Na segunda-feira (19), Isaacman e três colegas de tripulação — incluindo seu amigo próximo e ex-piloto da Força Aérea, Scott “Kidd” Poteet, assim como duas engenheiras da SpaceX, Anna Menon e Sarah Gillis — chegaram ao Kennedy Space Center, na Flórida, para se prepararem para o lançamento de uma viagem espacial muito mais grandiosa, perigosa e experimental.

A missão, chamada Polaris Dawn, está programada para decolar às 3h30 (horário de Brasília) na próxima segunda-feira (26).

Embora missões espaciais anteriores financiadas por empresários ricos possam evocar imagens de passeios autoindulgentes, a Polaris Dawn é uma missão de teste projetada para expandir os limites.

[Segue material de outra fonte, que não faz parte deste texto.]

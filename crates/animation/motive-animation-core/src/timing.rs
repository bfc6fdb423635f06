#![allow(dead_code)]
//! Timing primitives: duration/delay/easing resolution and parameter
//! interpolation. Pure and stateless.

use hashbrown::HashMap;

use motive_api_core::ast::{Timing, TimingAst, TimingValue};
use motive_api_core::error::BuildError;
use motive_api_core::style::StyleValue;

/// The minimal schedulable unit: one frame.
pub const ONE_FRAME_IN_MS: f32 = 16.0;

/// Round an offset to 3 decimals; all emitted keyframe offsets go through
/// this so recomputing `time / duration` stays within tolerance.
#[inline]
pub fn round_offset(offset: f32) -> f32 {
    (offset * 1000.0).round() / 1000.0
}

/// Parse `"1s"`, `"250ms"` or a bare number (milliseconds).
fn parse_time_ms(token: &str) -> Option<f32> {
    let token = token.trim();
    let (digits, scale) = if let Some(d) = token.strip_suffix("ms") {
        (d, 1.0)
    } else if let Some(d) = token.strip_suffix('s') {
        (d, 1000.0)
    } else {
        (token, 1.0)
    };
    digits.trim().parse::<f32>().ok().map(|v| v * scale)
}

/// Resolve an option-level timing value to milliseconds.
pub fn resolve_timing_value(value: &TimingValue, errors: &mut Vec<BuildError>) -> f32 {
    match value {
        TimingValue::Number(n) => *n,
        TimingValue::Expr(expr) => match parse_time_ms(expr) {
            Some(ms) => ms,
            None => {
                errors.push(BuildError::InvalidTiming { expr: expr.clone() });
                0.0
            }
        },
    }
}

/// Parse a full timing expression: `"<duration> [<delay>] [<easing>]"`.
/// Malformed input records an error and yields a zero timing so the compile
/// pass can continue best-effort.
pub fn parse_timing_expr(expr: &str, errors: &mut Vec<BuildError>) -> Timing {
    let mut tokens = expr.split_whitespace();
    let invalid = |errors: &mut Vec<BuildError>| {
        errors.push(BuildError::InvalidTiming {
            expr: expr.to_string(),
        });
        Timing::default()
    };

    let duration = match tokens.next().and_then(parse_time_ms) {
        Some(d) => d,
        None => return invalid(errors),
    };

    let mut delay = 0.0;
    let mut easing: Option<String> = None;
    if let Some(second) = tokens.next() {
        match parse_time_ms(second) {
            Some(d) => delay = d,
            None => easing = Some(second.to_string()),
        }
    }
    if let Some(third) = tokens.next() {
        if easing.is_some() {
            return invalid(errors);
        }
        easing = Some(third.to_string());
    }
    if tokens.next().is_some() {
        return invalid(errors);
    }

    Timing {
        duration,
        delay,
        easing,
    }
}

/// Substitute `{{ name }}` templates in a text value against runtime params.
/// A missing parameter is reported to the error sink, never thrown.
pub fn interpolate_params(
    value: &StyleValue,
    params: &HashMap<String, StyleValue>,
    errors: &mut Vec<BuildError>,
) -> StyleValue {
    let text = match value {
        StyleValue::Number(_) => return value.clone(),
        StyleValue::Text(t) => t,
    };
    if !text.contains("{{") {
        return value.clone();
    }

    let mut out = String::new();
    let mut rest = text.as_str();
    let mut only_param: Option<&StyleValue> = None;
    let mut pieces = 0;
    while let Some(start) = rest.find("{{") {
        out.push_str(&rest[..start]);
        if !rest[..start].trim().is_empty() {
            pieces += 1;
        }
        let after = &rest[start + 2..];
        let Some(end) = after.find("}}") else {
            out.push_str(&rest[start..]);
            rest = "";
            break;
        };
        let name = after[..end].trim();
        match params.get(name) {
            Some(sub) => {
                only_param = Some(sub);
                pieces += 1;
                out.push_str(&sub.as_text());
            }
            None => {
                errors.push(BuildError::MissingParameter {
                    name: name.to_string(),
                });
                pieces += 1;
            }
        }
        rest = &after[end + 2..];
    }
    if !rest.is_empty() {
        if !rest.trim().is_empty() {
            pieces += 1;
        }
        out.push_str(rest);
    }

    // A value that is exactly one numeric param stays numeric.
    if pieces == 1 {
        if let Some(StyleValue::Number(n)) = only_param {
            return StyleValue::Number(*n);
        }
    }
    StyleValue::Text(out)
}

/// Resolve an animate timing, substituting params into the dynamic form.
pub fn resolve_timing(
    ast: &TimingAst,
    params: &HashMap<String, StyleValue>,
    errors: &mut Vec<BuildError>,
) -> Timing {
    match ast {
        TimingAst::Fixed(t) => t.clone(),
        TimingAst::Dynamic { expr } => {
            let substituted =
                interpolate_params(&StyleValue::Text(expr.clone()), params, errors).as_text();
            parse_timing_expr(&substituted, errors)
        }
    }
}

#[cfg(test)]
mod tests {
    use super::*;

    /// it should parse seconds, milliseconds and bare numbers
    #[test]
    fn timing_expr_units() {
        let mut errors = Vec::new();
        let t = parse_timing_expr("1s 500ms ease-out", &mut errors);
        assert!(errors.is_empty());
        assert_eq!(t.duration, 1000.0);
        assert_eq!(t.delay, 500.0);
        assert_eq!(t.easing.as_deref(), Some("ease-out"));

        let t = parse_timing_expr("250", &mut errors);
        assert_eq!(t.duration, 250.0);
        assert_eq!(t.delay, 0.0);
        assert!(t.easing.is_none());

        let t = parse_timing_expr("100ms linear", &mut errors);
        assert_eq!(t.duration, 100.0);
        assert_eq!(t.easing.as_deref(), Some("linear"));
        assert!(errors.is_empty());
    }

    /// it should record an error for malformed expressions
    #[test]
    fn timing_expr_invalid() {
        let mut errors = Vec::new();
        let t = parse_timing_expr("fast", &mut errors);
        assert_eq!(t.duration, 0.0);
        assert_eq!(errors.len(), 1);
    }

    /// it should substitute params and keep single numeric params numeric
    #[test]
    fn param_interpolation() {
        let mut params = HashMap::new();
        params.insert("w".to_string(), StyleValue::Number(120.0));
        params.insert("color".to_string(), StyleValue::Text("red".into()));
        let mut errors = Vec::new();

        let v = interpolate_params(&StyleValue::Text("{{ w }}".into()), &params, &mut errors);
        assert_eq!(v, StyleValue::Number(120.0));

        let v = interpolate_params(
            &StyleValue::Text("{{ w }}px solid {{ color }}".into()),
            &params,
            &mut errors,
        );
        assert_eq!(v, StyleValue::Text("120px solid red".into()));
        assert!(errors.is_empty());
    }

    /// it should report missing params to the error sink
    #[test]
    fn param_missing() {
        let params = HashMap::new();
        let mut errors = Vec::new();
        interpolate_params(&StyleValue::Text("{{ nope }}".into()), &params, &mut errors);
        assert_eq!(
            errors,
            vec![BuildError::MissingParameter {
                name: "nope".into()
            }]
        );
    }

    /// it should resolve dynamic timings against params per invocation
    #[test]
    fn dynamic_timing() {
        let mut params = HashMap::new();
        params.insert("time".to_string(), StyleValue::Text("2s".into()));
        let mut errors = Vec::new();
        let t = resolve_timing(
            &TimingAst::Dynamic {
                expr: "{{ time }} ease-in".into(),
            },
            &params,
            &mut errors,
        );
        assert_eq!(t.duration, 2000.0);
        assert_eq!(t.easing.as_deref(), Some("ease-in"));
    }
}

Isaacman, Menon, Gillis e Poteet passarão cinco dias a bordo de uma cápsula SpaceX Crew Dragon que atingirá altitudes mais altas do que qualquer ser humano alcançou desde o fim do programa Apollo da Nasa, na década de 1970. Sua órbita se estenderá o suficiente para mergulhar a nave e a tripulação em um cinturão de radiação, adicionando um elemento extra de perigo à já arriscada experiência do voo espacial.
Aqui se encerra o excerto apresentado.